You know the kind of thing. Everyone leaves the office on a Friday afternoon and goes and re-paints the local playgroup centre. All good. In this case, it was to plant and garden a derelict piece of land, turning eyesore into valued rest place.

The staff were split up along functional lines (perhaps the first organising mistake?). Straight away, the engineers assigned themselves roles, made a plan and set to work in sub-teams.

An hour later, a promising new flowerbed was taking shape.

Yet the chief techie noticed something quite alarming.

He glanced over to the space where the salesteam were.

No progress was visible.

He noted that the salespeople were all off doing whatever they were doing on their own. Individually. They were destined to produce precious little.

The techie went over to have a chat with the head sales honcho. He was in a state of despair.

The phrase that sprang to mind for them was that getting the salesteam to work all together on something was like ‘herding cats’, ie, impossible.

The techie even jokingly enquired, ‘how do you cope with this lot, every day?’

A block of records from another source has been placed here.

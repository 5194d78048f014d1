// src/routes/resource_routes.rs

use axum::{
    extract::{Path, State},
    routing::{get, patch},
    Json, Router,
};
use serde::Deserialize;
use uuid::Uuid;

use crate::{
    error::ApiError,
    middleware::auth_context::AuthContext,
    models::{AppState, ResourceRow, RESOURCE_KIND_ROOM, RESOURCE_KIND_STAFF},
};

pub fn router() -> Router<AppState> {
    Router::new()
        .route("/", get(list_resources).post(create_resource))
        .route("/{resource_id}", patch(update_resource))
}

pub async fn list_resources(
    State(state): State<AppState>,
    auth: AuthContext,
) -> Result<Json<Vec<ResourceRow>>, ApiError> {
    // grid columns, in display order
    let rows: Vec<ResourceRow> = sqlx::query_as::<_, ResourceRow>(
        r#"
        SELECT resource_id, clinic_id, kind, display_name, display_order,
               is_active, created_at, updated_at
        FROM resource
        WHERE clinic_id = $1
          AND is_active = true
        ORDER BY display_order ASC, display_name ASC
        "#,
    )
    .bind(auth.clinic_id)
    .fetch_all(&state.db)
    .await
    .map_err(ApiError::db)?;

    Ok(Json(rows))
}

#[derive(Debug, Deserialize)]
pub struct CreateResourceRequest {
    pub kind: i16, // 0 staff, 1 room
    pub display_name: String,
    pub display_order: Option<i32>,
}

pub async fn create_resource(
    State(state): State<AppState>,
    auth: AuthContext,
    Json(req): Json<CreateResourceRequest>,
) -> Result<Json<ResourceRow>, ApiError> {
    auth.ensure_admin_or_manager()?;

    let display_name = req.display_name.trim();
    if display_name.is_empty() {
        return Err(ApiError::BadRequest(
            "VALIDATION_ERROR",
            "display_name is required".into(),
        ));
    }
    if req.kind != RESOURCE_KIND_STAFF && req.kind != RESOURCE_KIND_ROOM {
        return Err(ApiError::BadRequest(
            "VALIDATION_ERROR",
            "kind must be 0 (staff) or 1 (room)".into(),
        ));
    }

    let row: ResourceRow = sqlx::query_as::<_, ResourceRow>(
        r#"
        INSERT INTO resource (clinic_id, kind, display_name, display_order, is_active, created_at, updated_at)
        VALUES ($1,$2,$3,$4, true, now(), now())
        RETURNING resource_id, clinic_id, kind, display_name, display_order,
                  is_active, created_at, updated_at
        "#,
    )
    .bind(auth.clinic_id)
    .bind(req.kind)
    .bind(display_name)
    .bind(req.display_order.unwrap_or(0))
    .fetch_one(&state.db)
    .await
    .map_err(ApiError::db)?;

    Ok(Json(row))
}

#[derive(Debug, Deserialize)]
pub struct UpdateResourceRequest {
    pub display_name: Option<String>,
    pub display_order: Option<i32>,
    pub is_active: Option<bool>,
}

pub async fn update_resource(
    State(state): State<AppState>,
    auth: AuthContext,
    Path(resource_id): Path<Uuid>,
    Json(req): Json<UpdateResourceRequest>,
) -> Result<Json<ResourceRow>, ApiError> {
    auth.ensure_admin_or_manager()?;

    if let Some(name) = req.display_name.as_deref() {
        if name.trim().is_empty() {
            return Err(ApiError::BadRequest(
                "VALIDATION_ERROR",
                "display_name must not be empty".into(),
            ));
        }
    }

    let row: ResourceRow = sqlx::query_as::<_, ResourceRow>(
        r#"
        UPDATE resource
        SET display_name = COALESCE($3, display_name),
            display_order = COALESCE($4, display_order),
            is_active = COALESCE($5, is_active),
            updated_at = now()
        WHERE resource_id = $1
          AND clinic_id = $2
        RETURNING resource_id, clinic_id, kind, display_name, display_order,
                  is_active, created_at, updated_at
        "#,
    )
    .bind(resource_id)
    .bind(auth.clinic_id)
    .bind(req.display_name.as_deref().map(str::trim))
    .bind(req.display_order)
    .bind(req.is_active)
    .fetch_optional(&state.db)
    .await
    .map_err(ApiError::db)?
    .ok_or_else(|| ApiError::not_found("resource"))?;

    Ok(Json(row))
}
use crate::models::AppState;
use axum::Router;

pub mod customer_routes;
pub mod home_routes;
pub mod menu_routes;
pub mod reservation_routes;
pub mod resource_routes;
pub mod session_routes;
pub mod settings_routes;

pub fn router(state: AppState) -> Router {
    Router::new()
        .nest("/api/v1/menus", menu_routes::router())
        .nest("/api/v1/resources", resource_routes::router())
        .nest("/api/v1", reservation_routes::router())
        .nest("/api/v1", customer_routes::router())
        .nest("/api/v1", settings_routes::router())
        .nest("/api/v1", session_routes::router())
        .merge(home_routes::router())
        .with_state(state)
}
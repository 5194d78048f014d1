use sha2::{Digest, Sha256};

/// Hash a bearer token for DB lookup/storage (SHA-256 hex).
/// Tokens themselves are opaque random strings minted out of band
/// (see bin/mksession.rs); only their hash ever touches the DB.
pub fn hash_access_token(token: &str) -> String {
    let mut hasher = Sha256::new();
    hasher.update(token.as_bytes());
    let out = hasher.finalize();
    hex::encode(out)
}
mod auth;
mod config;
mod middleware;

mod db;
mod error;
mod models;
mod routes;
mod schedule;

use crate::{config::Config, models::AppState};

use tower_http::cors::{Any, CorsLayer};
use tower_http::trace::TraceLayer;

use axum::http::header;
use tracing_subscriber::EnvFilter;

#[tokio::main]
async fn main() -> anyhow::Result<()> {
    dotenvy::dotenv().ok();

    tracing_subscriber::fmt()
        .with_env_filter(EnvFilter::from_default_env().add_directive("info".parse()?))
        .init();

    let cfg = Config::from_env()?;
    let pool = db::connect_pg(&cfg.database_url).await?;

    let state = AppState {
        db: pool,
        session_ttl_hours: cfg.session_ttl_hours,
        slot_minutes: cfg.slot_minutes,
        open_minute: cfg.open_minute,
        close_minute: cfg.close_minute,
    };

    // DEV ONLY: allow browser/WebView clients (the reservation grid frontend)
    // to call the API. Fixes OPTIONS preflight (CORS) that otherwise returns
    // 405 and blocks POST /reservations.
    let cors = CorsLayer::new()
        .allow_origin(Any)
        .allow_methods(Any)
        .allow_headers([
            header::CONTENT_TYPE,
            header::AUTHORIZATION,
            header::ACCEPT,
        ]);

    let app = routes::router(state)
        .layer(cors)
        .layer(TraceLayer::new_for_http());

    tracing::info!("Listening on http://{}", cfg.bind_addr);
    let listener = tokio::net::TcpListener::bind(&cfg.bind_addr).await?;
    axum::serve(listener, app).await?;
    Ok(())
}
/* ============================================================
   Conflict scan plumbing
   ============================================================ */

/// Active (slot-blocking) reservations of one resource for the day around
/// `start_at`. Statuses 5/6 (cancelled, no-show) release their slot.
async fn load_day_intervals<'e, E>(
    executor: E,
    clinic_id: Uuid,
    resource_id: Uuid,
    day_start: DateTime<Utc>,
) -> Result<Vec<BookedInterval>, ApiError>
where
    E: sqlx::Executor<'e, Database = sqlx::Postgres>,
{
    let day_end = day_start + Duration::days(1);
    let rows = sqlx::query(
        r#"
        SELECT reservation_id, start_at, end_at
        FROM reservation
        WHERE clinic_id = $1
          AND resource_id = $2
          AND start_at < $4
          AND end_at > $3
          AND status NOT IN (5, 6)
        ORDER BY start_at ASC
        "#,
    )
    .bind(clinic_id)
    .bind(resource_id)
    .bind(day_start)
    .bind(day_end)
    .fetch_all(executor)
    .await
    .map_err(ApiError::db)?;

    rows.into_iter()
        .map(|r| {
            Ok(BookedInterval {
                reservation_id: r.try_get("reservation_id").map_err(internal_row)?,
                start_at: r.try_get("start_at").map_err(internal_row)?,
                end_at: r.try_get("end_at").map_err(internal_row)?,
            })
        })
        .collect()
}

fn day_start_of(ts: DateTime<Utc>) -> DateTime<Utc> {
    DateTime::<Utc>::from_naive_utc_and_offset(
        ts.date_naive().and_hms_opt(0, 0, 0).unwrap(),
        Utc,
    )
}

fn conflict_payload(
    conflicting_ids: Vec<Uuid>,
    suggestions: Vec<SuggestedSlotDto>,
) -> serde_json::Value {
    serde_json::json!({
        "error": {
            "code": "RESERVATION_CONFLICT",
            "message": "Requested time overlaps an existing reservation",
            "conflicting_ids": conflicting_ids,
            "suggestions": suggestions,
        }
    })
}

/// Run the linear conflict scan for a candidate interval and, on conflict,
/// build same-day alternatives from the intervals already in hand.
fn scan_for_conflicts(
    intervals: &[BookedInterval],
    start_at: DateTime<Utc>,
    end_at: DateTime<Utc>,
    exclude: Option<Uuid>,
    grid: &GridSettings,
) -> ConflictCheckDto {
    let conflicting_ids = schedule::find_conflicts(start_at, end_at, intervals, exclude);

    let suggestions = if conflicting_ids.is_empty() {
        vec![]
    } else {
        let others: Vec<BookedInterval> = intervals
            .iter()
            .filter(|b| exclude != Some(b.reservation_id))
            .cloned()
            .collect();
        schedule::suggest_free_slots(
            &others,
            day_start_of(start_at),
            grid.open_minute,
            grid.close_minute,
            (end_at - start_at).num_minutes(),
            grid.slot_minutes,
            5,
        )
        .into_iter()
        .map(|(s, e)| SuggestedSlotDto { start_at: s, end_at: e })
        .collect()
    };

    ConflictCheckDto {
        has_conflict: !conflicting_ids.is_empty(),
        conflicting_ids,
        suggestions,
    }
}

Smiles aside, there’s a serious point here.

For instance, was this lack of focus indicative of absent team bonding, or an inability to properly strategise?

Whichever, it made me look back and ponder how many genuine sales teams I’ve ever seen. I’m struggling to think of any.

I sense a re-alignment is necessary. An extra crumb of commission based on a shared sector target? Well, perhaps not. I’ve not see this work either. Although I’ve never been party to one where the reward earned would be proportionate to the contributions, so that may be a telling evolution.

And what about extra points for ‘sharing’. You know, the kind of team play almost uniformally absent, such as mentoring, verifying work or off-bid call accompaniment? Again, make this reward non-monetary and there could be legs in this as well.

Either way, those that win are clearly rarely the indomitable maverick but rather the cultivator of team glory. Which way is your sales approach heading?